Stored items:
+-------+

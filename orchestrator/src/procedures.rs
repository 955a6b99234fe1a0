//! Test-procedure persistence collaborator.

use std::collections::HashMap;

use async_trait::async_trait;
use shared_types::TestProcedure;
use tokio::sync::RwLock;
use tracing::info;
use uuid::Uuid;

#[derive(Debug, thiserror::Error, Clone, PartialEq, Eq)]
pub enum ProcedureError {
    #[error("test procedure not found")]
    NotFound,
    #[error("invalid test procedure: {0}")]
    Invalid(String),
    #[error("test procedure store error: {0}")]
    Backend(String),
}

#[async_trait]
pub trait TestProcedureStore: Send + Sync {
    async fn create(&self, procedure: TestProcedure) -> Result<TestProcedure, ProcedureError>;

    async fn get_by_id(&self, id: Uuid) -> Result<TestProcedure, ProcedureError>;

    /// Latest versions only, newest first.
    async fn list_by_project(
        &self,
        project_id: Uuid,
        limit: usize,
        offset: usize,
    ) -> Result<Vec<TestProcedure>, ProcedureError>;
}

#[derive(Default)]
pub struct InMemoryTestProcedureStore {
    procedures: RwLock<HashMap<Uuid, TestProcedure>>,
}

impl InMemoryTestProcedureStore {
    pub fn new() -> Self {
        Self::default()
    }
}

#[async_trait]
impl TestProcedureStore for InMemoryTestProcedureStore {
    async fn create(&self, mut procedure: TestProcedure) -> Result<TestProcedure, ProcedureError> {
        procedure
            .validate()
            .map_err(|e| ProcedureError::Invalid(e.to_string()))?;
        procedure.version = 0;
        procedure.is_latest = true;
        procedure.parent_id = None;

        self.procedures
            .write()
            .await
            .insert(procedure.id, procedure.clone());
        info!(
            procedure_id = %procedure.id,
            project_id = %procedure.project_id,
            steps = procedure.steps.len(),
            "test procedure created"
        );
        Ok(procedure)
    }

    async fn get_by_id(&self, id: Uuid) -> Result<TestProcedure, ProcedureError> {
        self.procedures
            .read()
            .await
            .get(&id)
            .cloned()
            .ok_or(ProcedureError::NotFound)
    }

    async fn list_by_project(
        &self,
        project_id: Uuid,
        limit: usize,
        offset: usize,
    ) -> Result<Vec<TestProcedure>, ProcedureError> {
        let procedures = self.procedures.read().await;
        let mut matching: Vec<TestProcedure> = procedures
            .values()
            .filter(|p| p.project_id == project_id && p.is_latest)
            .cloned()
            .collect();
        matching.sort_by(|a, b| b.created_at.cmp(&a.created_at));
        Ok(matching.into_iter().skip(offset).take(limit).collect())
    }
}

#[cfg(test)]
mod tests {
    use super::*;
    use shared_types::TestStep;

    fn procedure(project_id: Uuid, step_name: &str) -> TestProcedure {
        TestProcedure::new(
            project_id,
            "Login flow",
            "Auto-generated",
            vec![TestStep {
                name: step_name.to_string(),
                instructions: "Open the login page".to_string(),
                image_paths: vec![],
            }],
            Uuid::new_v4(),
        )
    }

    #[tokio::test]
    async fn create_marks_latest_and_lists_by_project() {
        let store = InMemoryTestProcedureStore::new();
        let project_id = Uuid::new_v4();
        let created = store.create(procedure(project_id, "Open")).await.unwrap();
        store
            .create(procedure(Uuid::new_v4(), "Other"))
            .await
            .unwrap();

        assert!(created.is_latest);
        assert_eq!(created.version, 0);
        assert_eq!(store.get_by_id(created.id).await.unwrap(), created);

        let listed = store.list_by_project(project_id, 10, 0).await.unwrap();
        assert_eq!(listed.len(), 1);
        assert_eq!(listed[0].id, created.id);
    }

    #[tokio::test]
    async fn create_rejects_unnamed_steps() {
        let store = InMemoryTestProcedureStore::new();
        let err = store
            .create(procedure(Uuid::new_v4(), ""))
            .await
            .unwrap_err();
        assert_eq!(
            err,
            ProcedureError::Invalid("step 1: step name is required".to_string())
        );
    }
}
/// Document delivered to the worker process on stdin.
#[derive(Debug, Clone, Serialize, Deserialize, PartialEq, Eq)]
pub struct ExplorationConfig {
    pub target_url: String,
    #[serde(default, skip_serializing_if = "Vec::is_empty")]
    pub credentials: Vec<Credential>,
    pub procedure_name: String,
    pub job_id: String,
    pub output_dir: String,
    pub playwright_mcp_url: String,
}

/// Document the worker leaves in `result.json`.
#[derive(Debug, Clone, Serialize, Deserialize, PartialEq, Eq, Default)]
pub struct WorkerResult {
    /// Absent in documents written before versioning; read as version 1.
    #[serde(default, skip_serializing_if = "Option::is_none")]
    pub schema_version: Option<u32>,
    #[serde(default)]
    pub procedure_name: String,
    #[serde(default)]
    pub description: String,
    #[serde(default)]
    pub steps: Vec<WorkerStep>,
    #[serde(default)]
    pub summary: String,
}

impl WorkerResult {
    pub fn schema_version(&self) -> u32 {
        self.schema_version.unwrap_or(1)
    }
}

#[derive(Debug, Clone, Serialize, Deserialize, PartialEq, Eq, Default)]
pub struct WorkerStep {
    pub name: String,
    #[serde(default)]
    pub instructions: String,
    #[serde(default)]
    pub image_paths: Vec<String>,
}

// ============================================================================
// Constants
// ============================================================================

/// Job config keys
pub const CONFIG_ENDPOINT_ID: &str = "endpoint_id";
pub const CONFIG_PROJECT_ID: &str = "project_id";
pub const CONFIG_PROCEDURE_NAME: &str = "procedure_name";

/// Job result keys
pub const RESULT_PROCEDURE_ID: &str = "procedure_id";
pub const RESULT_PROCEDURE_NAME: &str = "procedure_name";
pub const RESULT_STEPS_COUNT: &str = "steps_count";
pub const RESULT_ERROR: &str = "error";
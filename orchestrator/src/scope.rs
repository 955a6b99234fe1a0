//! Cancellable, deadline-bound execution scope for one pipeline run.

use std::future::Future;
use std::time::Duration;

use tokio::time::Instant;
use tokio_util::sync::CancellationToken;

use crate::error::PipelineError;

/// Why a scoped operation stopped before completing.
#[derive(Debug, Clone, Copy, PartialEq, Eq)]
pub enum Interrupt {
    Cancelled,
    TimedOut,
}

#[derive(Debug, Clone)]
pub struct RunScope {
    token: CancellationToken,
    deadline: Instant,
    time_limit: Duration,
}

impl RunScope {
    pub fn new(time_limit: Duration) -> Self {
        Self::with_token(CancellationToken::new(), time_limit)
    }

    /// Scope cancelled whenever `parent` is.
    pub fn child_of(parent: &CancellationToken, time_limit: Duration) -> Self {
        Self::with_token(parent.child_token(), time_limit)
    }

    fn with_token(token: CancellationToken, time_limit: Duration) -> Self {
        Self {
            token,
            deadline: Instant::now() + time_limit,
            time_limit,
        }
    }

    pub fn token(&self) -> CancellationToken {
        self.token.clone()
    }

    pub fn deadline(&self) -> Instant {
        self.deadline
    }

    pub fn time_limit(&self) -> Duration {
        self.time_limit
    }

    pub fn is_cancelled(&self) -> bool {
        self.token.is_cancelled()
    }

    /// Resolves when the scope is cancelled or its deadline passes.
    /// Cancellation wins when both are already true.
    pub async fn interrupted(&self) -> Interrupt {
        tokio::select! {
            biased;
            _ = self.token.cancelled() => Interrupt::Cancelled,
            _ = tokio::time::sleep_until(self.deadline) => Interrupt::TimedOut,
        }
    }

    /// Drive `fut` unless the scope is interrupted first; `fut` is dropped
    /// on interruption.
    pub async fn bound<F, T>(&self, fut: F) -> Result<T, Interrupt>
    where
        F: Future<Output = T>,
    {
        tokio::select! {
            biased;
            interrupt = self.interrupted() => Err(interrupt),
            value = fut => Ok(value),
        }
    }

    /// Like [`RunScope::bound`] for fallible stages, folding the interruption
    /// into the stage's error.
    pub async fn run<F, T>(&self, fut: F) -> Result<T, PipelineError>
    where
        F: Future<Output = Result<T, PipelineError>>,
    {
        self.bound(fut)
            .await
            .map_err(|interrupt| self.interrupt_error(interrupt))?
    }

    pub fn interrupt_error(&self, interrupt: Interrupt) -> PipelineError {
        match interrupt {
            Interrupt::Cancelled => PipelineError::Cancelled,
            Interrupt::TimedOut => PipelineError::TimedOut(self.time_limit),
        }
    }
}
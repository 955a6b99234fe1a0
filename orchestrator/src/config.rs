use std::path::PathBuf;
use std::time::Duration;

#[derive(Debug, Clone, Copy, PartialEq, Eq)]
pub enum StorageKind {
    Local,
}

impl StorageKind {
    fn from_env(value: &str) -> anyhow::Result<Self> {
        match value.to_ascii_lowercase().as_str() {
            "local" => Ok(Self::Local),
            other => Err(anyhow::anyhow!(
                "Invalid STORAGE_TYPE '{other}'. Expected 'local'"
            )),
        }
    }
}

/// Credentials and model selection for the provider the worker talks to.
#[derive(Clone, Default)]
pub struct ProviderAuth {
    pub region: String,
    pub model: Option<String>,
    pub access_key: Option<String>,
    pub secret_key: Option<String>,
}

impl ProviderAuth {
    /// Environment injected into the worker process.
    pub fn env_vars(&self) -> Vec<(String, String)> {
        let mut vars = vec![
            ("CLAUDE_CODE_USE_BEDROCK".to_string(), "1".to_string()),
            ("AWS_REGION".to_string(), self.region.clone()),
        ];
        if let Some(model) = self.model.as_deref().filter(|v| !v.is_empty()) {
            vars.push(("ANTHROPIC_MODEL".to_string(), model.to_string()));
        }
        if let Some(key) = self.access_key.as_deref().filter(|v| !v.is_empty()) {
            vars.push(("AWS_ACCESS_KEY_ID".to_string(), key.to_string()));
        }
        if let Some(secret) = self.secret_key.as_deref().filter(|v| !v.is_empty()) {
            vars.push(("AWS_SECRET_ACCESS_KEY".to_string(), secret.to_string()));
        }
        vars
    }
}

impl std::fmt::Debug for ProviderAuth {
    fn fmt(&self, f: &mut std::fmt::Formatter<'_>) -> std::fmt::Result {
        f.debug_struct("ProviderAuth")
            .field("region", &self.region)
            .field("model", &self.model)
            .field("access_key", &self.access_key.as_ref().map(|_| "<redacted>"))
            .field("secret_key", &self.secret_key.as_ref().map(|_| "<redacted>"))
            .finish()
    }
}

#[derive(Debug, Clone)]
pub struct AgentConfig {
    /// Interpreter that runs the worker script
    pub interpreter: String,
    /// Path to the worker script
    pub script_path: PathBuf,
    /// Upper bound on one exploration run, end to end
    pub time_limit: Duration,
    /// Size of the worker pool feeding the pipeline
    pub max_concurrent_workers: usize,
    /// Bytes of worker stderr kept for diagnostics
    pub stderr_limit_bytes: usize,
    /// Parent directory for per-job scratch workspaces
    pub scratch_dir: PathBuf,
    /// Base URL of the browser automation server handed to the worker
    pub playwright_mcp_url: String,
    pub provider: ProviderAuth,
}

#[derive(Debug, Clone)]
pub struct StorageConfig {
    pub kind: StorageKind,
    pub local_base_dir: PathBuf,
}

#[derive(Debug, Clone)]
pub struct Config {
    pub agent: AgentConfig,
    pub storage: StorageConfig,
    /// JSON exploration request consumed by the binary
    pub request_path: Option<PathBuf>,
}

impl Config {
    pub fn from_env() -> anyhow::Result<Self> {
        dotenvy::dotenv().ok();

        Ok(Self {
            agent: AgentConfig {
                interpreter: env_str("AGENT_INTERPRETER", "python3"),
                script_path: PathBuf::from(env_str(
                    "AGENT_SCRIPT_PATH",
                    "/app/agent/agent_runner.py",
                )),
                time_limit: Duration::from_secs(env_parse("AGENT_TIME_LIMIT_SECS", 600)?),
                max_concurrent_workers: env_parse("AGENT_MAX_CONCURRENT_WORKERS", 1)?,
                stderr_limit_bytes: env_parse("AGENT_STDERR_LIMIT_BYTES", 64 * 1024)?,
                scratch_dir: std::env::var("AGENT_SCRATCH_DIR")
                    .ok()
                    .filter(|v| !v.trim().is_empty())
                    .map(PathBuf::from)
                    .unwrap_or_else(std::env::temp_dir),
                playwright_mcp_url: env_str("AGENT_PLAYWRIGHT_MCP_URL", "http://localhost:3000"),
                provider: ProviderAuth {
                    region: env_str("AGENT_BEDROCK_REGION", "us-east-1"),
                    model: env_opt("AGENT_BEDROCK_MODEL"),
                    access_key: env_opt("AGENT_BEDROCK_ACCESS_KEY"),
                    secret_key: env_opt("AGENT_BEDROCK_SECRET_KEY"),
                },
            },
            storage: StorageConfig {
                kind: StorageKind::from_env(&env_str("STORAGE_TYPE", "local"))?,
                local_base_dir: PathBuf::from(env_str(
                    "STORAGE_LOCAL_BASE_DIR",
                    "./data/storage",
                )),
            },
            request_path: env_opt("EXPLORER_REQUEST").map(PathBuf::from),
        })
    }
}

fn env_str(key: &str, default: &str) -> String {
    std::env::var(key).unwrap_or_else(|_| default.to_string())
}

fn env_opt(key: &str) -> Option<String> {
    std::env::var(key).ok().filter(|v| !v.trim().is_empty())
}

fn env_parse<T: std::str::FromStr>(key: &str, default: T) -> anyhow::Result<T>
where
    T::Err: std::fmt::Display,
{
    match std::env::var(key) {
        Ok(val) => val
            .parse::<T>()
            .map_err(|e| anyhow::anyhow!("Failed to parse env var {key}={val}: {e}")),
        Err(_) => Ok(default),
    }
}

#[cfg(test)]
mod tests {
    use super::*;

    #[test]
    fn provider_env_skips_unset_credentials() {
        let auth = ProviderAuth {
            region: "eu-west-1".to_string(),
            model: None,
            access_key: Some(String::new()),
            secret_key: None,
        };
        let vars = auth.env_vars();
        assert_eq!(
            vars,
            vec![
                ("CLAUDE_CODE_USE_BEDROCK".to_string(), "1".to_string()),
                ("AWS_REGION".to_string(), "eu-west-1".to_string()),
            ]
        );
    }

    #[test]
    fn provider_env_includes_static_keys() {
        let auth = ProviderAuth {
            region: "us-east-1".to_string(),
            model: Some("claude-sonnet".to_string()),
            access_key: Some("AKIA".to_string()),
            secret_key: Some("secret".to_string()),
        };
        let vars = auth.env_vars();
        assert!(vars.contains(&("AWS_ACCESS_KEY_ID".to_string(), "AKIA".to_string())));
        assert!(vars.contains(&("AWS_SECRET_ACCESS_KEY".to_string(), "secret".to_string())));
        assert!(vars.contains(&("ANTHROPIC_MODEL".to_string(), "claude-sonnet".to_string())));
    }

    #[test]
    fn provider_debug_redacts_secrets() {
        let auth = ProviderAuth {
            region: "us-east-1".to_string(),
            model: None,
            access_key: Some("AKIA".to_string()),
            secret_key: Some("secret".to_string()),
        };
        let rendered = format!("{auth:?}");
        assert!(!rendered.contains("AKIA"));
        assert!(rendered.contains("<redacted>"));
    }

    #[test]
    fn storage_kind_parses_case_insensitively() {
        assert_eq!(StorageKind::from_env("LOCAL").unwrap(), StorageKind::Local);
        assert!(StorageKind::from_env("s3").is_err());
    }
}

+-------+

> **To do**:
Write out word for word only the lines from the start of the entries down to the line with "async fn create(&self, procedure: TestProcedure)", please, including both ends.

> **Response**:
filename orchestrator/src/procedures.rs
repository 955a6b99234fe1a0
//! Test-procedure persistence collaborator.

use std::collections::HashMap;

use async_trait::async_trait;
use shared_types::TestProcedure;
use tokio::sync::RwLock;
use tracing::info;
use uuid::Uuid;

#[derive(Debug, thiserror::Error, Clone, PartialEq, Eq)]
pub enum ProcedureError {
    #[error("test procedure not found")]
    NotFound,
    #[error("invalid test procedure: {0}")]
    Invalid(String),
    #[error("test procedure store error: {0}")]
    Backend(String),
}

#[async_trait]
pub trait TestProcedureStore: Send + Sync {
    async fn create(&self, procedure: TestProcedure) -> Result<TestProcedure, ProcedureError>;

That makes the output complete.